Choose organic for reduced pesticides, food additives
If you’re wondering whether to go organic for better health in the New Year, you may need to weigh a few factors before making your decision.
Author : Brandi Schlossberg, Health Source
According to nutrition experts, your first concern should be getting plenty of fruits, vegetables, whole grains, lean meats and other healthy foods — regardless of whether these items are organic.
“You need to eat fruits and vegetables, minimize empty calories and maintain a healthy weight whether you eat organic foods or not,” said Keiko Case, a licensed and registered dietitian with Northern Nevada Medical Center. “The most benefits come from eating healthful foods, avoiding processed foods and limiting sugar, fat and salt-loaded junk foods.”
For those who choose to purchase organic goods, the motivation to do so may come from a desire to avoid pesticide residues and food additives, promote planet-friendly practices or all of the above. In terms of pesticides, however, the residue level on most conventionally grown produce does fall within government guidelines for safety.
“Our food supply is very tightly regulated and tested for pesticide residues to make sure they’re within an acceptable range,” said Johanna Dibble, a licensed and registered dietitian with Northern Nevada Medical Center. “Just remember to always wash your produce thoroughly before consuming.”
However, some folks may decide to go organic if they want to eat produce with even lower levels of pesticide residues, as well as fewer food additives and processing aids, such as preservatives. With a lack of conclusive evidence that organic foods are better for health, the decision to buy these goods tends to be based more on personal concerns and preferences.
Given that organic farming practices are designed to decrease pollution and increase soil and water conservation, the environmental up side of buying organic food seems to be more clear-cut than the health benefits.
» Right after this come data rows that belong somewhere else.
//! Router-level API tests (no network; tower oneshot)

use axum::body::Body;
use axum::http::{Request, StatusCode};
use http_body_util::BodyExt;
use shelfmark_scan::services::LibraryScanner;
use shelfmark_scan::AppState;
use sqlx::sqlite::SqlitePoolOptions;
use sqlx::SqlitePool;
use std::fs;
use std::sync::Arc;
use std::time::Duration;
use tempfile::TempDir;
use tower::ServiceExt;

async fn test_pool() -> SqlitePool {
    let pool = SqlitePoolOptions::new()
        .max_connections(1)
        .connect("sqlite::memory:")
        .await
        .expect("Failed to create in-memory database");
    shelfmark_common::db::create_schema(&pool)
        .await
        .expect("Schema initialization failed");
    pool
}

async fn test_app(library: &TempDir) -> (SqlitePool, axum::Router) {
    let pool = test_pool().await;
    let scanner = Arc::new(LibraryScanner::new(pool.clone(), library.path()));
    let state = AppState::new(pool.clone(), scanner);
    (pool, shelfmark_scan::build_router(state))
}

async fn body_json(response: axum::response::Response) -> serde_json::Value {
    let bytes = response.into_body().collect().await.unwrap().to_bytes();
    serde_json::from_slice(&bytes).unwrap()
}

#[tokio::test]
async fn health_reports_healthy() {
    let library = TempDir::new().unwrap();
    let (_pool, app) = test_app(&library).await;

    let response = app
        .oneshot(Request::builder().uri("/health").body(Body::empty()).unwrap())
        .await
        .unwrap();

    assert_eq!(response.status(), StatusCode::OK);
    let json = body_json(response).await;
    assert_eq!(json["status"], "healthy");
}

#[tokio::test]
async fn scan_status_idle_with_no_history() {
    let library = TempDir::new().unwrap();
    let (_pool, app) = test_app(&library).await;

    let response = app
        .oneshot(
            Request::builder()
                .uri("/api/library/scan/status")
                .body(Body::empty())
                .unwrap(),
        )
        .await
        .unwrap();

    assert_eq!(response.status(), StatusCode::OK);
    let json = body_json(response).await;
    assert_eq!(json["is_scanning"], false);
    assert!(json["latest_scan"].is_null());
}

#[tokio::test]
async fn validate_reflects_library_path() {
    let library = TempDir::new().unwrap();
    let (_pool, app) = test_app(&library).await;

    let response = app
        .oneshot(
            Request::builder()
                .uri("/api/library/validate")
                .body(Body::empty())
                .unwrap(),
        )
        .await
        .unwrap();

    assert_eq!(response.status(), StatusCode::OK);
    let json = body_json(response).await;
    assert_eq!(json["is_valid"], true);
}

#[tokio::test]
async fn start_scan_runs_in_background() {
    let library = TempDir::new().unwrap();
    let book = library.path().join("Asimov").join("Foundation");
    fs::create_dir_all(&book).unwrap();
    fs::write(book.join("foundation.m4b"), b"").unwrap();
    let (pool, app) = test_app(&library).await;

    let response = app
        .clone()
        .oneshot(
            Request::builder()
                .method("POST")
                .uri("/api/library/scan")
                .header("content-type", "application/json")
                .body(Body::from(r#"{"type": "manual"}"#))
                .unwrap(),
        )
        .await
        .unwrap();

    assert_eq!(response.status(), StatusCode::OK);
    let json = body_json(response).await;
    assert_eq!(json["status"], "started");
    assert_eq!(json["scan_type"], "manual");

    // The scan is fire-and-forget; wait for the audit row to go terminal
    let mut completed = false;
    for _ in 0..50 {
        if let Some(run) = shelfmark_scan::db::scan_history::latest_run(&pool)
            .await
            .unwrap()
        {
            if run.completed_at.is_some() {
                assert_eq!(run.books_added, 1);
                completed = true;
                break;
            }
        }
        tokio::time::sleep(Duration::from_millis(50)).await;
    }
    assert!(completed, "scan did not finish within the test window");
}

#[tokio::test]
async fn start_scan_rejects_missing_library() {
    let library = TempDir::new().unwrap();
    let (pool, _app) = test_app(&library).await;
    let scanner = Arc::new(LibraryScanner::new(
        pool.clone(),
        library.path().join("missing"),
    ));
    let app = shelfmark_scan::build_router(AppState::new(pool, scanner));

    let response = app
        .oneshot(
            Request::builder()
                .method("POST")
                .uri("/api/library/scan")
                .header("content-type", "application/json")
                .body(Body::from(r#"{"type": "full"}"#))
                .unwrap(),
        )
        .await
        .unwrap();

    assert_eq!(response.status(), StatusCode::BAD_REQUEST);
    let json = body_json(response).await;
    assert_eq!(json["error"]["code"], "BAD_REQUEST");
}

#[tokio::test]
async fn books_list_is_empty_before_any_scan() {
    let library = TempDir::new().unwrap();
    let (_pool, app) = test_app(&library).await;

    let response = app
        .oneshot(
            Request::builder()
                .uri("/api/books?page=1&limit=10")
                .body(Body::empty())
                .unwrap(),
        )
        .await
        .unwrap();

    assert_eq!(response.status(), StatusCode::OK);
    let json = body_json(response).await;
    assert_eq!(json["pagination"]["total"], 0);
    assert!(json["books"].as_array().unwrap().is_empty());
}

#[tokio::test]
async fn unknown_book_is_404() {
    let library = TempDir::new().unwrap();
    let (_pool, app) = test_app(&library).await;

    let response = app
        .oneshot(
            Request::builder()
                .uri("/api/books/9999")
                .body(Body::empty())
                .unwrap(),
        )
        .await
        .unwrap();

    assert_eq!(response.status(), StatusCode::NOT_FOUND);
    let json = body_json(response).await;
    assert_eq!(json["error"]["code"], "NOT_FOUND");
}
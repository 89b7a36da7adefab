//! Catalog read API
//!
//! GET /api/books, GET /api/books/:id

use axum::{
    extract::{Path, Query, State},
    routing::get,
    Json, Router,
};
use serde::{Deserialize, Serialize};

use crate::db::books;
use crate::error::{ApiError, ApiResult};
use crate::models::book::{BookDetail, BookSummary};
use crate::AppState;

pub fn book_routes() -> Router<AppState> {
    Router::new()
        .route("/api/books", get(list_books))
        .route("/api/books/:id", get(get_book))
}

#[derive(Debug, Deserialize)]
pub struct ListParams {
    pub page: Option<i64>,
    pub limit: Option<i64>,
    pub search: Option<String>,
}

#[derive(Debug, Serialize)]
pub struct BookListResponse {
    pub books: Vec<BookSummary>,
    pub pagination: ListPagination,
}

#[derive(Debug, Serialize)]
pub struct ListPagination {
    pub page: i64,
    pub limit: i64,
    pub total: i64,
    pub pages: i64,
}

/// GET /api/books
pub async fn list_books(
    State(state): State<AppState>,
    Query(params): Query<ListParams>,
) -> ApiResult<Json<BookListResponse>> {
    let page = params.page.unwrap_or(1).max(1);
    let limit = params.limit.unwrap_or(24).clamp(1, 100);
    let offset = (page - 1) * limit;
    let search = params.search.as_deref().filter(|s| !s.trim().is_empty());

    let (books, total) = books::list_books(&state.db, limit, offset, search).await?;

    Ok(Json(BookListResponse {
        books,
        pagination: ListPagination {
            page,
            limit,
            total,
            pages: (total + limit - 1) / limit,
        },
    }))
}

/// GET /api/books/:id
pub async fn get_book(
    State(state): State<AppState>,
    Path(book_id): Path<i64>,
) -> ApiResult<Json<BookDetail>> {
    let book = books::get_book(&state.db, book_id)
        .await?
        .ok_or_else(|| ApiError::NotFound(format!("Book not found: {}", book_id)))?;

    Ok(Json(book))
}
As you consider whether to go organic across the board, only with certain foods or not at all, it may help to have a better understanding of what organic food labels actually mean.
For starters, produce can be called organic only if it was grown without the use of most synthetic fertilizers and pesticides. If a synthetic substance is used to grow organic produce, it must meet the United States Department of Agriculture (USDA) standards as far as its effects on human health and the environment.
“As for organic meat, regulations require that animals are raised in living conditions accommodating their natural behaviors (like the ability to graze on pasture), fed 100-percent organic feed and forage, and not administered antibiotics or hormones,” according to the USDA website.
For processed, multi-ingredient foods, the USDA organic standards do not allow the use of artificial preservatives, colors or flavors. In addition, no food can carry the USDA organic label if it is grown or handled using genetically modified organisms.
If you are aiming to pick and choose which foods you buy organic based on pesticide levels, licensed and registered dietitian Stephen Compston of Renown Health recommends taking a look at the Environmental Working Group’s website, where you can find a list of produce ranked from worst to best in terms of pesticide residue.
However, Compston added that simply eating more produce — organic or not — should be the first priority for better health.
“It’s most important to just eat more plants, regardless of how they were grown,” he said. “You will still see the health benefits of eating more fiber and the vitamins and minerals in those foods.”